Try it:
Look through the data below, tally the lines where "filename" occurs, and write the total alone.
================
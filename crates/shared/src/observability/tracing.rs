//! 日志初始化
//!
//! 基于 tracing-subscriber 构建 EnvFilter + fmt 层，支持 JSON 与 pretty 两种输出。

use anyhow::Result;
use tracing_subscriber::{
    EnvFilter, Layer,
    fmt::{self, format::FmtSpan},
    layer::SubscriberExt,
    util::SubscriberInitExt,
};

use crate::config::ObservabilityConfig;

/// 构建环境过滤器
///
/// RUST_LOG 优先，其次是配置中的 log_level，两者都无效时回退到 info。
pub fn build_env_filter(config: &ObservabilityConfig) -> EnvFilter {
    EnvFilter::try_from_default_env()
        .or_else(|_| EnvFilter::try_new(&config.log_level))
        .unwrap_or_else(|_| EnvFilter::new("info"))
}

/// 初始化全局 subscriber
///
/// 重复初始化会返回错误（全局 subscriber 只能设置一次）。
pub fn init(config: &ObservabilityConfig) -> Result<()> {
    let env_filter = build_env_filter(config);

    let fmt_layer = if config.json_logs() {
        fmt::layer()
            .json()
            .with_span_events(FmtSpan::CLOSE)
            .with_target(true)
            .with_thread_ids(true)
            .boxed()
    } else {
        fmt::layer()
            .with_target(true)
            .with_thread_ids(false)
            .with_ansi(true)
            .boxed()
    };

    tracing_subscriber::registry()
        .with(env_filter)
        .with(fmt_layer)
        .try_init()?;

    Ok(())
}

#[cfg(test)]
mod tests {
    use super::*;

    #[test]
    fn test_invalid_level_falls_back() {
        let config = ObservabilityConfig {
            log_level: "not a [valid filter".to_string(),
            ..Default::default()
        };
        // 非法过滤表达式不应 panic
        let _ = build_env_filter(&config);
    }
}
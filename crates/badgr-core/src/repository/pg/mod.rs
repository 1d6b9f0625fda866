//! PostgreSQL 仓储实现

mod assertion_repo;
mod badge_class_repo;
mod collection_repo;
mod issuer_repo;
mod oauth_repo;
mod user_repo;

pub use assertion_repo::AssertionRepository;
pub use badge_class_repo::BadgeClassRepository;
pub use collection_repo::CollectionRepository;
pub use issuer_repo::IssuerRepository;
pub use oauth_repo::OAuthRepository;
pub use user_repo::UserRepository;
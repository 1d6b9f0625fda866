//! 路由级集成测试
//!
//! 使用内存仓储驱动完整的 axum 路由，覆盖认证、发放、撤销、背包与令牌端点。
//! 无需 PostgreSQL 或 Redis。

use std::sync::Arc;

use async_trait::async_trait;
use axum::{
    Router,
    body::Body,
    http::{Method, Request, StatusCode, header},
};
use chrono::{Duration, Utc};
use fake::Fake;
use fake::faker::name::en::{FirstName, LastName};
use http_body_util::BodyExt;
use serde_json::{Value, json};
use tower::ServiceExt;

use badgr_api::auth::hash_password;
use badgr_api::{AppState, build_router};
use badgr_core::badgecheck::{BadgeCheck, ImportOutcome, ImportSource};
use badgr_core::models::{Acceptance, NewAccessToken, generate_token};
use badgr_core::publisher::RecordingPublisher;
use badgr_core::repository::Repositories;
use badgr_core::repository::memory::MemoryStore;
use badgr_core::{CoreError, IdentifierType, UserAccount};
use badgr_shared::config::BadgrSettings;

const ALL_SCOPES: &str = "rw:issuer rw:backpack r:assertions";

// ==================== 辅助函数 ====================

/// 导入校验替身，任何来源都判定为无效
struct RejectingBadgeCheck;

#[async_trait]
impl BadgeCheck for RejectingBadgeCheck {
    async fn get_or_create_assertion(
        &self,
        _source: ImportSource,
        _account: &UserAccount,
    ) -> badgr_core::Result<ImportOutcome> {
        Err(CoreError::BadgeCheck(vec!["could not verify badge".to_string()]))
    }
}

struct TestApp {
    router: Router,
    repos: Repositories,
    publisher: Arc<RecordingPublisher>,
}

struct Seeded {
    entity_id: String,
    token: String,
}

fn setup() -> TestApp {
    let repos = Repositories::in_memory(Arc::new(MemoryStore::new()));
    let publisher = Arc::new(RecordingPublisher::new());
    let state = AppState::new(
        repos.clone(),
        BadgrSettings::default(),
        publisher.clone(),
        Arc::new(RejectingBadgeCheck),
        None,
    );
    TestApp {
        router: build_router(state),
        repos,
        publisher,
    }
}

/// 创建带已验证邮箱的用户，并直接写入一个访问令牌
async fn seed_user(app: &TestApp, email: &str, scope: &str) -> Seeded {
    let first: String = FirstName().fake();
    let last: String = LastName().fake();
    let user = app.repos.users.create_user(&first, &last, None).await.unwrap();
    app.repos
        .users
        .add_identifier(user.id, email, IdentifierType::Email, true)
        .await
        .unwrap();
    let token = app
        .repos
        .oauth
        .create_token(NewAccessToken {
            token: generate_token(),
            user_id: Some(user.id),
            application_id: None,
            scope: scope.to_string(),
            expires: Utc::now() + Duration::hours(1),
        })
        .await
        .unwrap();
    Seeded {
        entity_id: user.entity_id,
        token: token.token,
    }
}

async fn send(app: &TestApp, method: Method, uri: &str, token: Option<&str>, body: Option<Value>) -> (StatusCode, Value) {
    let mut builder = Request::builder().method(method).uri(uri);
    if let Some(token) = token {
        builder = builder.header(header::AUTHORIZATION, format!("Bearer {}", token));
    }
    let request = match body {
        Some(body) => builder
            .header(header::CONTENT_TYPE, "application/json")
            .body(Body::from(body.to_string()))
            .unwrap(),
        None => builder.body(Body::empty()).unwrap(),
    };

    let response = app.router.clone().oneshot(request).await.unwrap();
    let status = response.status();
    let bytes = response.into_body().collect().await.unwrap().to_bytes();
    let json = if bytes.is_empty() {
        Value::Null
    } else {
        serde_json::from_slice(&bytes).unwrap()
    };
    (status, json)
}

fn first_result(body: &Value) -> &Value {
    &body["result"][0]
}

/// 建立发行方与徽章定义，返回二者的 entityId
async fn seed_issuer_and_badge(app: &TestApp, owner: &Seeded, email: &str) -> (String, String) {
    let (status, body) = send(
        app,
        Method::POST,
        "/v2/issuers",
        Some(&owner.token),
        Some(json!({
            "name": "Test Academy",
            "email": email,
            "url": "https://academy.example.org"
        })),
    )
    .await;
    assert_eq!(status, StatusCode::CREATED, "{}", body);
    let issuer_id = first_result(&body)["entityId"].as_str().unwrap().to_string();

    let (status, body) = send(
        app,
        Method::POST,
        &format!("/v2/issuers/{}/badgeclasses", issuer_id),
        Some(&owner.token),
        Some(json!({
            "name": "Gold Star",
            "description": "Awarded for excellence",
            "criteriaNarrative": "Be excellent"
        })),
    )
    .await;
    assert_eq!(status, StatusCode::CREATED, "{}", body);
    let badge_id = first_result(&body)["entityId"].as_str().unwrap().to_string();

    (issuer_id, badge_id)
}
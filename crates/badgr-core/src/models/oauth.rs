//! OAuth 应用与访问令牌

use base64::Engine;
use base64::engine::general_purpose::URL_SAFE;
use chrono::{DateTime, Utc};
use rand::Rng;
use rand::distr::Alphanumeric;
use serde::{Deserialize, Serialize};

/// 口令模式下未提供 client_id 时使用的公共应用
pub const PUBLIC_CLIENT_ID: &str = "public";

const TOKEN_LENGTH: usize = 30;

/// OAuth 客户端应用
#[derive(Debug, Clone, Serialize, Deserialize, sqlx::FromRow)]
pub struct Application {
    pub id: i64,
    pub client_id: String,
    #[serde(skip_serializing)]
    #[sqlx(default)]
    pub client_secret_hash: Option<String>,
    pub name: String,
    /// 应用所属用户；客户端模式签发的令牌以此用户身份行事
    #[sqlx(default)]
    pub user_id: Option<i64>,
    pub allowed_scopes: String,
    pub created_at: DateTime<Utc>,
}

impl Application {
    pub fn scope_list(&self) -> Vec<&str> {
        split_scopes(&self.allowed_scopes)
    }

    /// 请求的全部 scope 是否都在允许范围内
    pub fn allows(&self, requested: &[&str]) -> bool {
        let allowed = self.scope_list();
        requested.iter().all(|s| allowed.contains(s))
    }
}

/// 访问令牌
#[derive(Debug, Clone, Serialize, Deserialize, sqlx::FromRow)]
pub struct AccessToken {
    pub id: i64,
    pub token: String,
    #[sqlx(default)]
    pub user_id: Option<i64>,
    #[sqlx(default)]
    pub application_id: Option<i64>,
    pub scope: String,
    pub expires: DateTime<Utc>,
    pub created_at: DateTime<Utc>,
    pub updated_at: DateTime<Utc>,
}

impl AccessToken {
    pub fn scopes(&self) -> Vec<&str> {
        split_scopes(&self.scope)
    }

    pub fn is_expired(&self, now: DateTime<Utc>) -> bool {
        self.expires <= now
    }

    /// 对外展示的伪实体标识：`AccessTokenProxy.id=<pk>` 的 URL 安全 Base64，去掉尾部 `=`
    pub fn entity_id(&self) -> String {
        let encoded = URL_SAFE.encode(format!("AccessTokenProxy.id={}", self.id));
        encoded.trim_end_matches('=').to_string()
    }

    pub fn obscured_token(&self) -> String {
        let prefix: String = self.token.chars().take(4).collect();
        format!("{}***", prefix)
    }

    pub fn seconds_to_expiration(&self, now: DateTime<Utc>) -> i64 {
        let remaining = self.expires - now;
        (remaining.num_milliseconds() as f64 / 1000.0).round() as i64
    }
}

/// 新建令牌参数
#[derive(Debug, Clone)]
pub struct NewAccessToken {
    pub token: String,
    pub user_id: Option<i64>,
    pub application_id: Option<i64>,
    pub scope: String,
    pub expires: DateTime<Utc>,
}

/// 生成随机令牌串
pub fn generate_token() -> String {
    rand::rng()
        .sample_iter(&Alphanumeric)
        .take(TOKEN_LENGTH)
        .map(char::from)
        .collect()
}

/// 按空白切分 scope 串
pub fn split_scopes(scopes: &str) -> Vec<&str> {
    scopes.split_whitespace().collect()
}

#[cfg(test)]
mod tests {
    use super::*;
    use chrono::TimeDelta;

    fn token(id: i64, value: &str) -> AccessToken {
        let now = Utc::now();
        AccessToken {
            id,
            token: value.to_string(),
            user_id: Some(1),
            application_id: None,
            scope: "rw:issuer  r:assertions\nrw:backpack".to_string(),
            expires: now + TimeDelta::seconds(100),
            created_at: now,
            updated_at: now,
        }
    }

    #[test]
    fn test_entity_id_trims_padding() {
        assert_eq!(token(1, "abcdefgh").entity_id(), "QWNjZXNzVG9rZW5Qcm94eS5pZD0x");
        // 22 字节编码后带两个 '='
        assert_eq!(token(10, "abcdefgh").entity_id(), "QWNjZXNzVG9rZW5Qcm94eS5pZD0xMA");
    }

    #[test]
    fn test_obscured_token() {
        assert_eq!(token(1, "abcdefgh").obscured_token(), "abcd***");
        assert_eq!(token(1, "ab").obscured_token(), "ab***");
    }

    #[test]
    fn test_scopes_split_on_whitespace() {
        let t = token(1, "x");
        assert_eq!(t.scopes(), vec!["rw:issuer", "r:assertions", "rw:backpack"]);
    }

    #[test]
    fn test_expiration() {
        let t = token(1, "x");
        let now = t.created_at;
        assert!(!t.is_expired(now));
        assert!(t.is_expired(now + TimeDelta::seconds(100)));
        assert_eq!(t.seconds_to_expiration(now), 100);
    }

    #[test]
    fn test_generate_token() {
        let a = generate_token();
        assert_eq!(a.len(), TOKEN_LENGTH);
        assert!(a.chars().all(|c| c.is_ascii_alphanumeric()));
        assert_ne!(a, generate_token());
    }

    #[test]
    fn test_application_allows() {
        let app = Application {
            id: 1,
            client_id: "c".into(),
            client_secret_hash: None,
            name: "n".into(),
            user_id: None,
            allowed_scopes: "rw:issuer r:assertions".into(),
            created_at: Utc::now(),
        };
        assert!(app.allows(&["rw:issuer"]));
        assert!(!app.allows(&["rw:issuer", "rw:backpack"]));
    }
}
================
Response to the task:
3